Children’s Personality Types: Could Be Hard To Deal With

Back in 2013, one of Buzzfeed’s articles entitled “26 Reasons Kids Are Pretty Much Just Tiny Drunk Adults” went viral. It was posted shortly after a tweet capturing the same thought also went viral. When you think about it, there is some truth to it. After that, you realize that, much like adults, children also have different personality types and that there is no one size fits all when you have to deal with them. Parents, of course, have it easy because they gave their kids primary child care, but what about strangers?

Thankfully, daycares in Taylorsville are experienced and equipped to interact and care for your child. If you are someone who’s looking to further your relationship-building skills with children, then this article is perfect for you!

1. Determine the temperament

This may be your own kid’s (if you don’t know yet), your niece or nephew, or even the child assigned to you in daycare. Now, there are five things to look out for when identifying the child’s disposition. These are emotional levels, how active he or she is, how easily frustrated they are, response to strangers, and lastly, response to change. Knowing all of these can help you customize your approach accordingly to the child’s individualistic personality.

Generally, researchers suggest that there are usually three temperament types: easy or flexible; active or feisty; slow to warm up or cautious. The categories mean precisely how they are labeled.

2. Remember that you are the adult

You are human, so you might be bound to slip up here or there. What’s important to remind yourself is that you have reached the level of maturity wherein you are more capable of understanding others as well as keeping your emotions in check. It is not uncommon that your personality type is not a match for the child’s temperament. Learn to adjust because the solutions come with your understanding of the child. A compromise can be reached if you stay patient.

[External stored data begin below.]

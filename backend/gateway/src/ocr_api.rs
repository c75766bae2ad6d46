//! `/api/ocr` — proxy route for the remote text-detection endpoint.

use std::sync::Arc;

use axum::extract::State;
use axum::http::StatusCode;
use axum::Json;
use serde::Deserialize;
use serde_json::{json, Value};
use tracing::{info, warn};

use educheck_core::{types::OCR_CONFIDENCE_REMOTE, EduCheckError};

use crate::server::GatewayState;

#[derive(Deserialize)]
pub struct OcrRequest {
    /// Base64-encoded image bytes.
    pub image_base64: Option<String>,
    /// Accepted as an alias for flexibility.
    pub image: Option<String>,
}

pub async fn detect(
    State(state): State<Arc<GatewayState>>,
    Json(body): Json<OcrRequest>,
) -> (StatusCode, Json<Value>) {
    let Some(image_base64) = body.image_base64.or(body.image).filter(|s| !s.is_empty())
    else {
        return (
            StatusCode::BAD_REQUEST,
            Json(json!({ "error": "Image data is required (image_base64 field)" })),
        );
    };

    info!(payload_len = image_base64.len(), "OCR proxy: processing image");

    match state.ocr.detect(&image_base64).await {
        Ok(outcome) => (
            StatusCode::OK,
            Json(json!({
                "text": outcome.text,
                "confidence": OCR_CONFIDENCE_REMOTE,
                "language": outcome.language.to_string(),
                "success": true,
            })),
        ),
        // Call succeeded but no text was found in the image.
        Err(EduCheckError::Validation(_)) => (
            StatusCode::OK,
            Json(json!({
                "error": "No text found in image",
                "text": "",
                "confidence": 0,
                "language": "unknown",
                "success": false,
            })),
        ),
        Err(EduCheckError::Timeout(secs)) => {
            warn!(timeout_secs = secs, "OCR proxy: request timed out");
            (
                StatusCode::REQUEST_TIMEOUT,
                Json(json!({ "error": "Request timeout", "success": false })),
            )
        }
        Err(EduCheckError::Transport { status, message }) if status != 0 => {
            warn!(status, "OCR proxy: upstream returned error");
            let code = match status {
                413 => StatusCode::PAYLOAD_TOO_LARGE,
                429 => StatusCode::TOO_MANY_REQUESTS,
                s if s >= 500 => StatusCode::INTERNAL_SERVER_ERROR,
                s => StatusCode::from_u16(s).unwrap_or(StatusCode::BAD_GATEWAY),
            };
            (code, Json(json!({ "error": message, "success": false })))
        }
        Err(e) => {
            warn!(error = %e, "OCR proxy: request failed");
            (
                StatusCode::INTERNAL_SERVER_ERROR,
                Json(json!({ "error": "Internal server error", "success": false })),
            )
        }
    }
}

pub async fn info() -> Json<Value> {
    Json(json!({
        "status": "OCR API is running",
        "endpoint": "/api/ocr",
        "method": "POST",
        "required": ["image_base64"],
        "format": "Base64 encoded image string",
        "maxSize": "5MB",
        "supportedFormats": ["JPG", "PNG", "GIF", "WebP"],
    }))
}

#[cfg(test)]
mod tests {
    use super::*;
    use educheck_config::EduCheckConfig;

    fn offline_state() -> Arc<GatewayState> {
        let mut config = EduCheckConfig::default();
        config.ocr.endpoint = "http://127.0.0.1:9/detect".into();
        config.ocr.timeout_secs = 2;
        config.grammar.endpoint = "http://127.0.0.1:9/check".into();
        config.grammar.timeout_secs = 2;
        Arc::new(GatewayState::from_config(config))
    }

    #[tokio::test]
    async fn test_missing_image_is_bad_request() {
        let (status, Json(body)) = detect(
            State(offline_state()),
            Json(OcrRequest {
                image_base64: None,
                image: None,
            }),
        )
        .await;
        assert_eq!(status, StatusCode::BAD_REQUEST);
        assert!(body["error"].as_str().unwrap().contains("image_base64"));
    }

    #[tokio::test]
    async fn test_unreachable_upstream_is_server_error() {
        let (status, Json(body)) = detect(
            State(offline_state()),
            Json(OcrRequest {
                image_base64: Some("aGVsbG8=".into()),
                image: None,
            }),
        )
        .await;
        assert_eq!(status, StatusCode::INTERNAL_SERVER_ERROR);
        assert_eq!(body["success"], false);
    }
}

One more thing to keep in mind is that you should learn not to channel your needs to the child. Let’s say, for example, you are someone who is extremely extroverted and therefore, craves social interaction. On the other hand, your child is shy and takes a while to warm up. So when you always push the child to socialize thinking that it will be good for him, you are enforcing your own needs on him or her and ultimately, doing more harm than you are right.

3. Side with your child

childred with parents

Stop enforcing what society dictates as appropriate behavior for a child. Well-behaved, prim, and proper children tend to be the model, but this can only hurt your child if he or she is naturally a ball of energy. Make sure that they know that you understand where they are coming from and try to make other people see that too.

4. Be patient

Growing up is a continuous process. It still takes place even in adulthood so you can only imagine how significant the impact is to children. Kids grow every day. They can change from one thing to the next in a split second or within a year. The point is, when they change, you’re back to square one – but that doesn’t mean that you give up on them. Be patient.

Even with this method, child care is not a one size fits all. With daycares having a natural knack for this sort of things, you can rest easy knowing your children are in good hands.